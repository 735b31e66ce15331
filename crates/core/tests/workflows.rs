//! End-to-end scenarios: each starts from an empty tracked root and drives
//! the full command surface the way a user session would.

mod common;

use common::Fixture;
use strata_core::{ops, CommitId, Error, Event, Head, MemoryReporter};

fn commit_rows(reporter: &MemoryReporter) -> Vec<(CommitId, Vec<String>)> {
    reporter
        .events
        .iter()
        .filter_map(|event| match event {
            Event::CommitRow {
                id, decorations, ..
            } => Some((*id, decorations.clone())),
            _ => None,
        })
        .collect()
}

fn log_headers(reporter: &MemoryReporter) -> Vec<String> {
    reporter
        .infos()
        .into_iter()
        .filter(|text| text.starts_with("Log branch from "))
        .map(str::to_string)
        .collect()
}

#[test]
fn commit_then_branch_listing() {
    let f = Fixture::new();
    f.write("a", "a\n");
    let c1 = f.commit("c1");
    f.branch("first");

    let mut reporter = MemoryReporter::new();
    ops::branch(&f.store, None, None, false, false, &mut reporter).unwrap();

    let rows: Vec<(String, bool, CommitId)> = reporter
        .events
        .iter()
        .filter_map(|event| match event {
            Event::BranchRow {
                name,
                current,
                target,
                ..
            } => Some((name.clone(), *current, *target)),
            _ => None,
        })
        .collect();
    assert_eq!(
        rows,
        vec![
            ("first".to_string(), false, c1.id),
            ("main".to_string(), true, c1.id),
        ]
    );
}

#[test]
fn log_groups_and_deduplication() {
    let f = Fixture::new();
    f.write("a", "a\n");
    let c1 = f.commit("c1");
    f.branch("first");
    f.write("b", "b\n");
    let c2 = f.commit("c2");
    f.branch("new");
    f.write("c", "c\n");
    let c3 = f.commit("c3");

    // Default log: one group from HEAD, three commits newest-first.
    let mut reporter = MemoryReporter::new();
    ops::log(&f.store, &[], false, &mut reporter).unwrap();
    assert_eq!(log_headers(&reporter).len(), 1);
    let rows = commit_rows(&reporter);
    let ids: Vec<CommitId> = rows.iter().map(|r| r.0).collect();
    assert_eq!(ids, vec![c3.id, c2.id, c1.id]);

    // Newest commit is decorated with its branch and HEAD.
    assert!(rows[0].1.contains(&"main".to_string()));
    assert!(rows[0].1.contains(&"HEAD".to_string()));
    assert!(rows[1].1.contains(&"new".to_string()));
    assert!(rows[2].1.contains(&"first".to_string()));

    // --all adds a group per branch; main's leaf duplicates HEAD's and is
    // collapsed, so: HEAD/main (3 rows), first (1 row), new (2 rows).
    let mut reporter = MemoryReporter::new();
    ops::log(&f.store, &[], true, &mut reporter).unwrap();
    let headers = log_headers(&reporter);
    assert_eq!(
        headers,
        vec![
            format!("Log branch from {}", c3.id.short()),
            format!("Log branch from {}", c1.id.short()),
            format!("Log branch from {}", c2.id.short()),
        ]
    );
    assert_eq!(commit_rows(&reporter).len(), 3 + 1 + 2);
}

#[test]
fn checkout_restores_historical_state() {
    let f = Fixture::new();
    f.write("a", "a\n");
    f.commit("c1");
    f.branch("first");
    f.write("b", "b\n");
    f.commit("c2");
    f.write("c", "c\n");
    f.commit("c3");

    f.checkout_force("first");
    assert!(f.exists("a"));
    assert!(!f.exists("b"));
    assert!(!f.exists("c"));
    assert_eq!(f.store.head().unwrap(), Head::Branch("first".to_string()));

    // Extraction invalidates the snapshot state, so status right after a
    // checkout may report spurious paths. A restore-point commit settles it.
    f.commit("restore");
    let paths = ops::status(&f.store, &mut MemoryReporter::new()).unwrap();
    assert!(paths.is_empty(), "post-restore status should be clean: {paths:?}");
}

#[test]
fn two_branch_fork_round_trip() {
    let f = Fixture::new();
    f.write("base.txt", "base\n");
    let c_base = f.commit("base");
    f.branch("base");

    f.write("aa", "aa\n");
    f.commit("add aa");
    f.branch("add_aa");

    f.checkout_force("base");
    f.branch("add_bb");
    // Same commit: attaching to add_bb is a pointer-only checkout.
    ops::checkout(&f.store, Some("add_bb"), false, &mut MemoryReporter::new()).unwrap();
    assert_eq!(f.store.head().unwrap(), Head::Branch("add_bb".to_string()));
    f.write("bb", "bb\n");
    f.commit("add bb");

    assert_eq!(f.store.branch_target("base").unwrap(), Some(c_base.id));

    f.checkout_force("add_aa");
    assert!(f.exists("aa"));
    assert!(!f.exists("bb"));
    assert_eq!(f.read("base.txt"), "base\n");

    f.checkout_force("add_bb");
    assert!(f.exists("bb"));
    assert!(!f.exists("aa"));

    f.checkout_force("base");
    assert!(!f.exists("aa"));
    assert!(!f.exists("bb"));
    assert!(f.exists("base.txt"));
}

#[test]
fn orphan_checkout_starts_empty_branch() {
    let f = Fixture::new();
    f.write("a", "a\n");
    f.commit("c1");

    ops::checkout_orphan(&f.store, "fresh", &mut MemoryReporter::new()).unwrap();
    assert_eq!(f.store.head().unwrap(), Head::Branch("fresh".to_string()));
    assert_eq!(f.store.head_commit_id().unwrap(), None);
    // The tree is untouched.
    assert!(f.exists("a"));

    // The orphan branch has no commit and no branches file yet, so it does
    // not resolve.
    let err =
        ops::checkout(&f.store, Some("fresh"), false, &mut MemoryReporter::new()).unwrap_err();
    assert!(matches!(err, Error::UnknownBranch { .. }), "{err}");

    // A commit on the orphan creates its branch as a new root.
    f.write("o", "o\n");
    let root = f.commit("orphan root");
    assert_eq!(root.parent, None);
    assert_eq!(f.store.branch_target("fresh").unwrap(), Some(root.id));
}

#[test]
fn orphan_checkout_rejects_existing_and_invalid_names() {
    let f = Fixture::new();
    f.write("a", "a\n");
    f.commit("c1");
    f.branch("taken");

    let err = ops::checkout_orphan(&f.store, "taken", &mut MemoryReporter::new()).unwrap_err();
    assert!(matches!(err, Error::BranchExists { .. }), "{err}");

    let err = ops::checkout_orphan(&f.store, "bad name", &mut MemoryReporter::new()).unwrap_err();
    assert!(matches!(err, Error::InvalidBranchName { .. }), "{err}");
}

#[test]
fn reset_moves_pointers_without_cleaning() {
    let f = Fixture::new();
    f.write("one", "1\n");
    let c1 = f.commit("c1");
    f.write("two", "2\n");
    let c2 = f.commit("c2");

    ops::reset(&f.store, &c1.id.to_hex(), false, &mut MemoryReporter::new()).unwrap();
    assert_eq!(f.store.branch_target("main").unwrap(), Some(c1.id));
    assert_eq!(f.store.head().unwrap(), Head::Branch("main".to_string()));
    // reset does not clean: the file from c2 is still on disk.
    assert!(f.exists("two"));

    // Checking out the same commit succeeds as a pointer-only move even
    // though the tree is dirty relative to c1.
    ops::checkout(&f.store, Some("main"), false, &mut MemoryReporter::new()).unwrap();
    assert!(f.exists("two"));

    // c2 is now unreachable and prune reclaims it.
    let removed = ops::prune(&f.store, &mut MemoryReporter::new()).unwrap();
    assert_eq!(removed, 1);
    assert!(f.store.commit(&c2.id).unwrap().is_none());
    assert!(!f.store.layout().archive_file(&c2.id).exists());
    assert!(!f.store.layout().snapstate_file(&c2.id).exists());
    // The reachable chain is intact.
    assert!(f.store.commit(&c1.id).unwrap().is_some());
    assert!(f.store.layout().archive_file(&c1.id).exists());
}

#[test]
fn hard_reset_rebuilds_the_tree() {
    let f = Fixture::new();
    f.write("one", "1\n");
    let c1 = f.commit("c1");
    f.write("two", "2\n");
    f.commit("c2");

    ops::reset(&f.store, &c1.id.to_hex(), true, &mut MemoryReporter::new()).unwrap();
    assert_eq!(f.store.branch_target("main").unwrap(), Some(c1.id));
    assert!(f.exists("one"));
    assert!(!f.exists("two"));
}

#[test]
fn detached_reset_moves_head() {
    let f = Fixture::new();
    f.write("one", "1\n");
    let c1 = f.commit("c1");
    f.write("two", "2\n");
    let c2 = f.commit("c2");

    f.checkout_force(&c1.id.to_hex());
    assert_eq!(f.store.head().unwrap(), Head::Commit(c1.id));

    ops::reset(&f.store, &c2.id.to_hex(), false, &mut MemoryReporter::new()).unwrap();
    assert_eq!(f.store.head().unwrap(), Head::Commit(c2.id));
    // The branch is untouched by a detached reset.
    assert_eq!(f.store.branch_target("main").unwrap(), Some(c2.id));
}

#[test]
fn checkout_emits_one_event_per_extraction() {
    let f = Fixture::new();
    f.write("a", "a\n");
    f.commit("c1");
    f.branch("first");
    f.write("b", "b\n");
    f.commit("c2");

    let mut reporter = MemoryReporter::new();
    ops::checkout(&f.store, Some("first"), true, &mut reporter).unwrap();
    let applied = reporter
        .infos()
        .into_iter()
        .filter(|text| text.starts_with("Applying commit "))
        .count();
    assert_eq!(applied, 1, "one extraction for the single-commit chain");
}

• YOUR INSTRUCTIONS
Up to and including the line with "let rows = commit_rows(&reporter);", output each line of the entries above exactly, starting from the first.

• SOLUTION TO THIS PROBLEM
repository 735b31e66ce15331
filename crates/core/tests/workflows.rs
//! End-to-end scenarios: each starts from an empty tracked root and drives
//! the full command surface the way a user session would.

mod common;

use common::Fixture;
use strata_core::{ops, CommitId, Error, Event, Head, MemoryReporter};

fn commit_rows(reporter: &MemoryReporter) -> Vec<(CommitId, Vec<String>)> {
    reporter
        .events
        .iter()
        .filter_map(|event| match event {
            Event::CommitRow {
                id, decorations, ..
            } => Some((*id, decorations.clone())),
            _ => None,
        })
        .collect()
}

fn log_headers(reporter: &MemoryReporter) -> Vec<String> {
    reporter
        .infos()
        .into_iter()
        .filter(|text| text.starts_with("Log branch from "))
        .map(str::to_string)
        .collect()
}

#[test]
fn commit_then_branch_listing() {
    let f = Fixture::new();
    f.write("a", "a\n");
    let c1 = f.commit("c1");
    f.branch("first");

    let mut reporter = MemoryReporter::new();
    ops::branch(&f.store, None, None, false, false, &mut reporter).unwrap();

    let rows: Vec<(String, bool, CommitId)> = reporter
        .events
        .iter()
        .filter_map(|event| match event {
            Event::BranchRow {
                name,
                current,
                target,
                ..
            } => Some((name.clone(), *current, *target)),
            _ => None,
        })
        .collect();
    assert_eq!(
        rows,
        vec![
            ("first".to_string(), false, c1.id),
            ("main".to_string(), true, c1.id),
        ]
    );
}

#[test]
fn log_groups_and_deduplication() {
    let f = Fixture::new();
    f.write("a", "a\n");
    let c1 = f.commit("c1");
    f.branch("first");
    f.write("b", "b\n");
    let c2 = f.commit("c2");
    f.branch("new");
    f.write("c", "c\n");
    let c3 = f.commit("c3");

    // Default log: one group from HEAD, three commits newest-first.
    let mut reporter = MemoryReporter::new();
    ops::log(&f.store, &[], false, &mut reporter).unwrap();
    assert_eq!(log_headers(&reporter).len(), 1);
    let rows = commit_rows(&reporter);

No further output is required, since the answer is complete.